An expert approached for comment believes that the test is not yet ready for clinical use. William Grady, MD, a member of the Clinical Research Division and Public Health Sciences Division at the Fred Hutchinson Cancer Research Center, Seattle, Washington, told Medscape Medical News that this test should be viewed as one that is still under clinical investigation.

“The Galleri test is still unproven in the clinical care setting and should not be considered as equal in performance to approved tests for cancer screening,” he commented, citing tests such as fecal immunochemical test (FIT) or Cologuard for colorectal cancer.

“I am concerned that many of the results will be false-positives and will cause many unnecessary follow-up tests and imaging studies as well anxiety in the people getting the test done,” Grady told Medscape Medical News.
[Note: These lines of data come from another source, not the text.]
// Copyright 2025 the Understory Authors
// SPDX-License-Identifier: Apache-2.0 OR MIT

// After you edit the crate's doc comment, run this command, then check README.md for any missing links
// cargo rdme --workspace-project=understory_sheet --heading-base-level=0

//! Understory Sheet: a headless bottom sheet state-and-geometry engine.
//!
//! A bottom sheet is a panel that slides up from the bottom edge of the
//! viewport and snaps between two resting positions: closed, showing a thin
//! sliver of configurable height, and open, showing its content up to the
//! available height. This crate owns the part of a bottom sheet that has real
//! logic:
//!
//! - Resolving the open/closed state in controlled and uncontrolled use.
//! - Absorbing viewport height changes.
//! - Deriving overlay, shadow, body sizing and scroll behavior from state.
//! - Deciding when the body should be scrolled back to the top.
//!
//! It does **not** recognize gestures, animate, or draw. Those jobs belong to
//! three collaborators the host provides:
//!
//! - [`HeightObserver`]: reports viewport height changes.
//! - [`SwipeSurface`]: renders the two positions and reports settled drags.
//! - [`ScrollReset`]: scrolls the content body to the top.
//!
//! ## Layers
//!
//! - [`SheetGeometry::compute`] and [`SheetLayout::compute`] are pure
//!   functions of a [`SheetSnapshot`] (state, viewport height, configuration).
//! - [`StyleOverrides`] and [`SurfaceOverrides`] are typed patches layered
//!   over computed styles with a fixed precedence.
//! - [`SheetController`] holds the persisted state and wires everything up.
//!
//! ## Minimal example
//!
//! ```rust
//! use understory_sheet::{
//!     Extent, PositionIndex, SheetConfig, SheetController, SurfaceEvent, SurfaceFrame,
//!     SwipeSurface,
//! };
//!
//! struct Surface;
//!
//! impl SwipeSurface for Surface {
//!     fn render(&mut self, _frame: &SurfaceFrame) {}
//!     fn set_index(&mut self, _index: PositionIndex) {}
//! }
//!
//! let mut sheet: SheetController<()> = SheetController::uncontrolled(false);
//! sheet.set_config(
//!     SheetConfig::builder()
//!         .margin_top(50.0)
//!         .full_screen(true)
//!         .build(),
//! );
//! sheet.set_viewport_height(500.0);
//!
//! // The user drags the sheet open.
//! let mut scroll = |_: Option<&()>| {};
//! sheet.handle_surface_event(SurfaceEvent::IndexChanged(PositionIndex::Open), &mut scroll);
//!
//! let render = sheet.render(&mut Surface);
//! assert_eq!(render.surface.index, PositionIndex::Open);
//! assert_eq!(render.surface.content.body.height, Extent::Fixed(450.0));
//! ```
//!
//! ## Logging
//!
//! State transitions and controlled re-syncs are reported through `tracing`
//! at `debug` level; viewport updates and scroll resets at `trace` level.
//! Install a subscriber in the host to see them.
//!
//! ## Features
//!
//! - `std` (default): forward `std` to Kurbo and Peniko.
//! - `libm`: forward `libm` to Kurbo and Peniko for `no_std` targets.
//! - `serde`: `Serialize`/`Deserialize` for configuration types.
//!
//! This crate is `no_std` and uses `alloc`.

#![no_std]

extern crate alloc;

mod config;
mod controller;
mod geometry;
mod layout;
mod observer;
mod overrides;
mod scroll;
mod state;
mod surface;

pub use config::{SheetConfig, SheetConfigBuilder, SheetFlags};
pub use controller::{ChangeCallback, SheetController, SheetRender, TransitionEndCallback};
pub use geometry::{SheetGeometry, SheetSnapshot, max_content_height};
pub use layout::{
    BodyStyle, BoxShadow, ContainerStyle, Extent, OVERLAY_OPEN_OPACITY, Overflow, OverlayStyle,
    PointerEvents, RootStyle, SHADOW_TIP_HEIGHT, SHADOW_TIP_OPEN_SHIFT, ShadowTipStyle,
    SheetLayout, SlideStyle, TRANSITION,
};
pub use observer::{HeightListener, HeightObserver, Subscription};
pub use overrides::{
    BodyOverride, ContainerOverride, OverlayOverride, RootOverride, SlideOverride,
    StyleOverrides, SurfaceOverrides,
};
pub use scroll::{NoScrollReset, ScrollReset};
pub use state::{ControlMode, InvalidPositionIndex, PositionIndex, SheetState};
pub use surface::{
    ContentSlide, SliverSlide, SurfaceEvent, SurfaceFrame, SurfaceOptions, SwipeSurface,
};
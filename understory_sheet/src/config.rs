// Copyright 2025 the Understory Authors
// SPDX-License-Identifier: Apache-2.0 OR MIT

//! Per-render sheet configuration.

bitflags::bitflags! {
    /// Feature toggles for a sheet.
    #[derive(Clone, Copy, Debug, PartialEq, Eq, Hash)]
    #[cfg_attr(feature = "serde", derive(serde::Serialize, serde::Deserialize))]
    pub struct SheetFlags: u8 {
        /// Pin the body height to the maximum content height instead of
        /// sizing it to its content.
        const FULL_SCREEN         = 0b0000_0001;
        /// Draw a dimming overlay behind the sheet while it is open.
        const OVERLAY             = 0b0000_0010;
        /// Draw the soft shadow below the bottom edge.
        const SHADOW_TIP          = 0b0000_0100;
        /// Draw the shadow along the top edge of the surface.
        const TOP_SHADOW          = 0b0000_1000;
        /// Scroll the body back to the top once the sheet settles closed.
        const SCROLL_TOP_AT_CLOSE = 0b0001_0000;
    }
}

impl Default for SheetFlags {
    fn default() -> Self {
        Self::OVERLAY | Self::SHADOW_TIP | Self::TOP_SHADOW | Self::SCROLL_TOP_AT_CLOSE
    }
}

/// Clamps a length to a finite, non-negative value.
///
/// `NaN`, infinities and negative values all map to `0.0`.
#[inline]
pub(crate) fn normalize_extent(value: f64) -> f64 {
    if value.is_finite() && value > 0.0 {
        value
    } else {
        0.0
    }
}

/// Immutable sheet configuration.
///
/// Lengths are always finite and non-negative; the builder normalizes
/// anything else to `0.0`.
///
/// # Example
///
/// ```rust
/// use understory_sheet::{SheetConfig, SheetFlags};
///
/// let config = SheetConfig::builder()
///     .overflow_height(40.0)
///     .margin_top(-10.0)
///     .full_screen(true)
///     .build();
///
/// assert_eq!(config.overflow_height(), 40.0);
/// assert_eq!(config.margin_top(), 0.0);
/// assert!(config.flags().contains(SheetFlags::FULL_SCREEN | SheetFlags::OVERLAY));
/// ```
#[derive(Copy, Clone, Debug, PartialEq)]
#[cfg_attr(feature = "serde", derive(serde::Serialize, serde::Deserialize))]
#[cfg_attr(feature = "serde", serde(from = "SheetConfigBuilder"))]
pub struct SheetConfig {
    overflow_height: f64,
    margin_top: f64,
    flags: SheetFlags,
}

impl SheetConfig {
    /// Starts a builder seeded with the default configuration.
    #[must_use]
    pub fn builder() -> SheetConfigBuilder {
        SheetConfigBuilder::new()
    }

    /// Height of the sliver that stays visible while closed.
    #[must_use]
    #[inline]
    pub fn overflow_height(&self) -> f64 {
        self.overflow_height
    }

    /// Inset reserved at the top of the viewport.
    #[must_use]
    #[inline]
    pub fn margin_top(&self) -> f64 {
        self.margin_top
    }

    /// Feature toggles.
    #[must_use]
    #[inline]
    pub fn flags(&self) -> SheetFlags {
        self.flags
    }

    /// Returns `true` if `flag` is set.
    #[must_use]
    #[inline]
    pub fn has(&self, flag: SheetFlags) -> bool {
        self.flags.contains(flag)
    }

    /// Returns `true` when no sliver is visible while closed.
    #[must_use]
    #[inline]
    pub fn hidden_when_closed(&self) -> bool {
        self.overflow_height == 0.0
    }
}

impl Default for SheetConfig {
    fn default() -> Self {
        SheetConfigBuilder::new().build()
    }
}

/// Builder for [`SheetConfig`].
#[derive(Copy, Clone, Debug, PartialEq)]
#[cfg_attr(feature = "serde", derive(serde::Deserialize))]
#[cfg_attr(feature = "serde", serde(default))]
pub struct SheetConfigBuilder {
    overflow_height: f64,
    margin_top: f64,
    flags: SheetFlags,
}

impl Default for SheetConfigBuilder {
    fn default() -> Self {
        Self::new()
    }
}

impl SheetConfigBuilder {
    /// Creates a builder with no sliver, no top margin and default flags.
    #[must_use]
    pub fn new() -> Self {
        Self {
            overflow_height: 0.0,
            margin_top: 0.0,
            flags: SheetFlags::default(),
        }
    }

    /// Sets the sliver height.
    #[must_use]
    pub fn overflow_height(mut self, height: f64) -> Self {
        self.overflow_height = height;
        self
    }

    /// Sets the top inset.
    #[must_use]
    pub fn margin_top(mut self, margin: f64) -> Self {
        self.margin_top = margin;
        self
    }

    /// Replaces all flags at once.
    #[must_use]
    pub fn flags(mut self, flags: SheetFlags) -> Self {
        self.flags = flags;
        self
    }

    /// Toggles [`SheetFlags::FULL_SCREEN`].
    #[must_use]
    pub fn full_screen(self, on: bool) -> Self {
        self.with_flag(SheetFlags::FULL_SCREEN, on)
    }

    /// Toggles [`SheetFlags::OVERLAY`].
    #[must_use]
    pub fn overlay(self, on: bool) -> Self {
        self.with_flag(SheetFlags::OVERLAY, on)
    }

    /// Toggles [`SheetFlags::SHADOW_TIP`].
    #[must_use]
    pub fn shadow_tip(self, on: bool) -> Self {
        self.with_flag(SheetFlags::SHADOW_TIP, on)
    }

    /// Toggles [`SheetFlags::TOP_SHADOW`].
    #[must_use]
    pub fn top_shadow(self, on: bool) -> Self {
        self.with_flag(SheetFlags::TOP_SHADOW, on)
    }

    /// Toggles [`SheetFlags::SCROLL_TOP_AT_CLOSE`].
    #[must_use]
    pub fn scroll_top_at_close(self, on: bool) -> Self {
        self.with_flag(SheetFlags::SCROLL_TOP_AT_CLOSE, on)
    }

    fn with_flag(mut self, flag: SheetFlags, on: bool) -> Self {
        self.flags.set(flag, on);
        self
    }

    /// Builds the configuration, normalizing lengths.
    #[must_use]
    pub fn build(self) -> SheetConfig {
        SheetConfig {
            overflow_height: normalize_extent(self.overflow_height),
            margin_top: normalize_extent(self.margin_top),
            flags: self.flags,
        }
    }
}

impl From<SheetConfigBuilder> for SheetConfig {
    fn from(builder: SheetConfigBuilder) -> Self {
        builder.build()
    }
}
“This tests for a whole array of different cancers, but one reason that we don’t do screening for rare cancers in the general population is that the false-positive result is so high” Grady said. “I am hoping that they will run it in a population who are already getting screened and then compare it with the results of routine tests, to get a sense of how accurate it is.”

Grady commented that it is interesting that GRAIL is partnering with a US healthcare system, but he emphasized that this has to be viewed as a clinical trial.

The test is already in clinical use in the United Kingdom, but only in a pilot trial run by the National Health Service England. Announced in December, this trial involves 165,000 people divided into two groups: the first will include 140,000 people over the age of 50 without any suspected cancer; the second will include 25,000 people aged 40 and above with suspicious signs or symptoms of cancer. Based on data from this program, access to the test could be expanded to approximately 1 million people across 2024 and 2025 and may roll out to a larger population thereafter, the company said.

Clinical Data

As previously reported by Medscape Medical News, initial clinical data on the Galleri tests were published in March 2020 in the Annals of Oncology. Those data come from a study involving 6689 participants, 2482 with cancer (more than 50 types, at various stages) and 4207 without cancer.

Results were reported for a group of 12 prespecified cancers (which account for 63% of all cancers and include anal, bladder, colon/rectum, esophageal, head and neck, liver/bile duct, lung, lymphoma, ovarian, pancreas, plasma cell neoplasm, and stomach). For this group of 12 cancers, the sensitivity of the test was 39% in stage I cancers, 69% in stage II, 83% in stage III, and 92% in stage IV.

For all 50 cancer types that can be detected by the test, the overall results for sensitivity were 18%, 43%, 81%, and 93%, respectively, for the four stages of cancer.

Tissue of origin was predicted in 96% of specimens that had cancer-like signals, and was accurate in 93% of the validation set.

GRAIL notes that two further large clinical trials are planned, which combined have about 125,000 participants.

The SUMMIT study is a prospective, observational, longitudinal, cohort study being conducted in the UK and designed to enroll approximately 25,000 adults aged 50 to 77 years who do not have a cancer diagnosis at the time of enrollment. The participants will be people at high risk of lung and other cancers due to a significant smoking history, and will be followed annually for 3 years and then will be followed for 5 years through national health registries as well as their medical records

The STRIVE Study has a similar design, and has enrolled approximately 100,000 women at the time of their screening mammogram. A subset of these results will be used to help validate the blood test for the early detection of multiple cancer types. Participants completed a health questionnaire and provided a blood sample around the time of their screening mammogram and will be followed for up to 5 years to capture clinical outcome data, including cancer diagnoses.